A: You mentioned in the comment that you need to solve it using the eigenvalue method. There are two ways to do this:

*

*Let $x_1 = x$, $x_2 = x'$, $x_3 = y$, $x_4 = y'$. You can check that the given second-order system is equivalent to the following first-order system:
\begin{align*} 
x_1' & = x_2 \\ 
x_2' & = 2x_1 + x_3 \\ 
x_3' & = x_4 \\ 
x_4' & = x_1 + 2x_3. 
\end{align*}
Define the vector function $\mathbf{x} = (x_1, x_2, x_3, x_4)^T$. We have that $\mathbf{x}' = A\mathbf{x}$, where the coefficient matrix is
$$ A = \begin{bmatrix} 0 & 1 & 0 & 0 \\ 2 & 0 & 1 & 0 \\ 0 & 0 & 0 & 1 \\ 1 & 0 & 2 & 0 \end{bmatrix}. $$
WolframAlpha gives the eigenvalues of $A$ as $\lambda = \pm 1, \pm\sqrt{3}$ which are distinct and so the general solution is
$$\mathbf{x}(t) = c_1e^{t}\mathbf{v}_1 + c_2e^{-t}\mathbf{v}_2 + c_1e^{\sqrt{3}t}\mathbf{v}_3 + c_4e^{-\sqrt{3}t}\mathbf{v}_4. $$

*One can also solve the second-order linear system using the eigenvalue method without rewriting it as an equivalent first-order system.
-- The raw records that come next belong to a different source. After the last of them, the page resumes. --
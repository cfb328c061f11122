//! Checkpoints on the checkpoint volume, one JSON document per shard at
//! `{volume}/{stream}/{shard}.json`.

use super::store::{check_monotonic, Checkpoint, CheckpointFuture, CheckpointStore, SaveDecision};
use anyhow::{bail, Context, Result};
use serde::{Deserialize, Serialize};
use std::io::ErrorKind;
use std::path::{Path, PathBuf};
use tokio::fs;
use tokio::io::AsyncWriteExt;
use tokio::sync::Mutex;

const FORMAT_VERSION: u32 = 1;

#[derive(Debug, Serialize, Deserialize)]
struct CheckpointDocument {
    version: u32,
    stream: String,
    shard_id: String,
    sequence: u64,
    written_at_ms: u64,
}

#[derive(Debug)]
pub struct FileCheckpointStore {
    volume: PathBuf,
    stream: String,
    write_lock: Mutex<()>,
}

impl FileCheckpointStore {
    pub fn new(volume: impl Into<PathBuf>, stream: impl Into<String>) -> Self {
        Self {
            volume: volume.into(),
            stream: stream.into(),
            write_lock: Mutex::new(()),
        }
    }

    pub fn path_for(&self, shard_id: &str) -> Result<PathBuf> {
        if shard_id.is_empty()
            || shard_id.starts_with('.')
            || shard_id.contains(['/', '\\'])
        {
            bail!("shard id {shard_id:?} cannot be used as a checkpoint file name");
        }
        Ok(self
            .volume
            .join(&self.stream)
            .join(format!("{shard_id}.json")))
    }

    async fn read(&self, shard_id: &str) -> Result<Option<Checkpoint>> {
        let path = self.path_for(shard_id)?;
        let bytes = match fs::read(&path).await {
            Ok(bytes) => bytes,
            Err(err) if err.kind() == ErrorKind::NotFound => return Ok(None),
            Err(err) => {
                return Err(err)
                    .with_context(|| format!("failed to read checkpoint {}", path.display()))
            }
        };

        let document: CheckpointDocument = serde_json::from_slice(&bytes)
            .with_context(|| format!("checkpoint {} is not valid JSON", path.display()))?;

        if document.version != FORMAT_VERSION {
            bail!(
                "checkpoint {} has unsupported version {}",
                path.display(),
                document.version
            );
        }
        if document.stream != self.stream || document.shard_id != shard_id {
            bail!(
                "checkpoint {} belongs to {}/{}, expected {}/{}",
                path.display(),
                document.stream,
                document.shard_id,
                self.stream,
                shard_id
            );
        }

        Ok(Some(Checkpoint {
            shard_id: document.shard_id,
            sequence: document.sequence,
            written_at_ms: document.written_at_ms,
        }))
    }

    async fn write(&self, checkpoint: &Checkpoint) -> Result<()> {
        let _guard = self.write_lock.lock().await;

        let stored = self.read(&checkpoint.shard_id).await?;
        if check_monotonic(stored.as_ref(), checkpoint)? == SaveDecision::Unchanged {
            return Ok(());
        }

        let path = self.path_for(&checkpoint.shard_id)?;
        let dir = path
            .parent()
            .map(Path::to_path_buf)
            .unwrap_or_else(|| self.volume.clone());
        fs::create_dir_all(&dir)
            .await
            .with_context(|| format!("failed to create checkpoint directory {}", dir.display()))?;

        let document = CheckpointDocument {
            version: FORMAT_VERSION,
            stream: self.stream.clone(),
            shard_id: checkpoint.shard_id.clone(),
            sequence: checkpoint.sequence,
            written_at_ms: checkpoint.written_at_ms,
        };
        let body = serde_json::to_vec_pretty(&document)?;

        let tmp = dir.join(format!(".{}.json.tmp", checkpoint.shard_id));
        let mut file = fs::File::create(&tmp)
            .await
            .with_context(|| format!("failed to create {}", tmp.display()))?;
        file.write_all(&body).await?;
        file.sync_all()
            .await
            .with_context(|| format!("failed to fsync {}", tmp.display()))?;
        drop(file);

        fs::rename(&tmp, &path)
            .await
            .with_context(|| format!("failed to move checkpoint into {}", path.display()))?;
        sync_dir(&dir).await?;

        tracing::debug!(
            shard = %checkpoint.shard_id,
            sequence = checkpoint.sequence,
            path = %path.display(),
            "checkpoint written"
        );
        Ok(())
    }
}

#[cfg(unix)]
async fn sync_dir(dir: &Path) -> Result<()> {
    let handle = fs::File::open(dir)
        .await
        .with_context(|| format!("failed to open {}", dir.display()))?;
    handle
        .sync_all()
        .await
        .with_context(|| format!("failed to fsync {}", dir.display()))
}

#[cfg(not(unix))]
async fn sync_dir(_dir: &Path) -> Result<()> {
    Ok(())
}

impl CheckpointStore for FileCheckpointStore {
    fn load<'a>(&'a self, shard_id: &'a str) -> CheckpointFuture<'a, Option<Checkpoint>> {
        Box::pin(self.read(shard_id))
    }

    fn save<'a>(&'a self, checkpoint: &'a Checkpoint) -> CheckpointFuture<'a, ()> {
        Box::pin(self.write(checkpoint))
    }
}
Let $\mathbf{z} = (x, y)^T$. You can check that $\mathbf{z} = e^{\alpha t}\mathbf{v}$ is a solution to $\mathbf{z}'' = B\mathbf{z}$ with $\alpha^2 = \lambda$ and $(\lambda, \mathbf{v})$ an eigenpair of the matrix $B$, i.e., $B\mathbf{v} = \lambda\mathbf{v}$. In this case, $B = \begin{bmatrix} 2 & 1 \\ 1 & 2 \end{bmatrix}$ with distinct eigenvalues $\lambda = 1, 3$ and so the general solution is
$$\mathbf{z}(t) = c_1e^{t}\mathbf{w}_1 + c_2e^{-t}\mathbf{w}_1 + c_3e^{\sqrt{3}t}\mathbf{w}_2 + c_4e^{-\sqrt{3}t}\mathbf{w}_2.$$